From information I can gather about DMX and VMax, I do not believe they are very similar. The main difference is not about the connections of a Direct Matrix or Virtual Matrix switch. The main difference is that the DMX has a global cache and the VMax has local cache.
Here are schematics of the DMX and of VMax that I have downloaded from Barry’s Blog.
In the DMX, the Front End Adapters and Back End Device Adapters are separate processors and are tightly coupled through an internal Direct Matrix to a global cache. All the FAs and DAs are working directly with the same cache and any FA can read or write to any DA.

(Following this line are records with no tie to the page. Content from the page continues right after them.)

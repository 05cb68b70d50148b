//! Benchmarks for hex geometry and map generation.

#![allow(missing_docs)]

use std::hint::black_box;

use criterion::{Criterion, criterion_group, criterion_main};
use hexconquest::mapgen::generate_layout;
use hexconquest::{Coord, MapKind, MatchConfig};
use rand::SeedableRng;
use rand_chacha::ChaCha8Rng;

fn bench_distance(c: &mut Criterion) {
    let coords: Vec<Coord> = (0..64)
        .flat_map(|x| (0..64).map(move |y| Coord::new(x, y)))
        .collect();
    let origin = Coord::new(31, 31);

    c.bench_function("distance_64x64", |b| {
        b.iter(|| {
            let total: u32 = coords.iter().map(|&p| black_box(origin).distance(p)).sum();
            black_box(total)
        });
    });
}

fn bench_line(c: &mut Criterion) {
    c.bench_function("line_to_corner_to_corner", |b| {
        b.iter(|| black_box(Coord::new(0, 0)).line_to(black_box(Coord::new(99, 99))));
    });
}

fn bench_layout(c: &mut Criterion) {
    let mut group = c.benchmark_group("generate_layout");
    for (name, map) in [("full", MapKind::Full), ("circles", MapKind::Circles)] {
        let config = MatchConfig {
            width: 100,
            height: 100,
            map,
            ..MatchConfig::default()
        };
        group.bench_function(name, |b| {
            b.iter(|| {
                let mut rng = ChaCha8Rng::seed_from_u64(7);
                black_box(generate_layout(black_box(&config), &mut rng))
            });
        });
    }
    group.finish();
}

criterion_group!(benches, bench_distance, bench_line, bench_layout);
criterion_main!(benches);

In the VMax the FAs and DAs are bundled with a cache into one multi core processor Although EMC labels this as Global Memory it is really local cache memory. Two of these processors make up one VMax engine. It looks very similar to the Clariion Architecture with two processor complexes with separate local cache and separate FA/DA. Instead of a true global cache that is connected directly to the FAs and DAs through an internal Direct Matrix, the VMax cache consists of local caches that are bundled with FAs and DAs and are connected through an external Rapid IO switch. This type of connection requires a store and forward cache architecture which I would not classify as a global cache.

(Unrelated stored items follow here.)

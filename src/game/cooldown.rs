//! Per-player click throttling.

use std::collections::HashMap;
use std::time::Duration;

use crate::game::{PlayerId, SimTime};

/// Minimum time between two successful normal actions by the same player.
pub const CLICK_COOLDOWN: Duration = Duration::from_millis(500);

/// When each player may act again.
#[derive(Debug, Clone, Default)]
pub struct Cooldowns {
    ready_at: HashMap<PlayerId, SimTime>,
}

impl Cooldowns {
    /// No player is cooling down.
    #[must_use]
    pub fn new() -> Self {
        Self::default()
    }

    /// Time left before `player` may act, zero if ready.
    #[must_use]
    pub fn remaining(&self, player: PlayerId, now: SimTime) -> Duration {
        self.ready_at
            .get(&player)
            .map_or(Duration::ZERO, |&ready| ready.saturating_since(now))
    }

    /// Whether `player` may act at `now`.
    #[must_use]
    pub fn is_ready(&self, player: PlayerId, now: SimTime) -> bool {
        self.remaining(player, now).is_zero()
    }

    /// Start the cooldown after a successful action at `now`.
    pub fn start(&mut self, player: PlayerId, now: SimTime) {
        self.ready_at.insert(player, now + CLICK_COOLDOWN);
    }
}

#[cfg(test)]
mod tests {
    use super::*;

    #[test]
    fn test_cooldown_window() {
        let mut cooldowns = Cooldowns::new();
        let t0 = SimTime::from_millis(1_000);
        assert!(cooldowns.is_ready(1, t0));

        cooldowns.start(1, t0);
        assert!(!cooldowns.is_ready(1, SimTime::from_millis(1_499)));
        assert_eq!(cooldowns.remaining(1, SimTime::from_millis(1_200)), Duration::from_millis(300));
        assert!(cooldowns.is_ready(1, SimTime::from_millis(1_500)));
        assert!(cooldowns.is_ready(2, t0));
    }
}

Reads or writes come in through a Front End port to the local cache in a VMax processor. If the I/O is queued for the Back End in another VMax engine, it must be forwarded across the RapidIO switch to the cache that belongs to the processor that owns the Back End port. The communication between the local caches requires a store and forward across an external switch. When a read is made to an FE port, the command is stored in the local cache, then forwarded across the external switch to another local cache where the BE port is located. If it is a READ miss, status is passed back over the switch to the FE cache, and the BE proceeds to read data from the local disk into its local cache, where it is stored and then forwarded to the FE cache. With writes, the commands and data will be stored and forwarded to two separate VMax engines to provide cache write protection. As Barry says, “the I/O is queued over the RapidIO fabric – the fabric itself carries multiple simultaneous communication sessions, moving commands and data at different priorities.” Sounds like a lot of overhead.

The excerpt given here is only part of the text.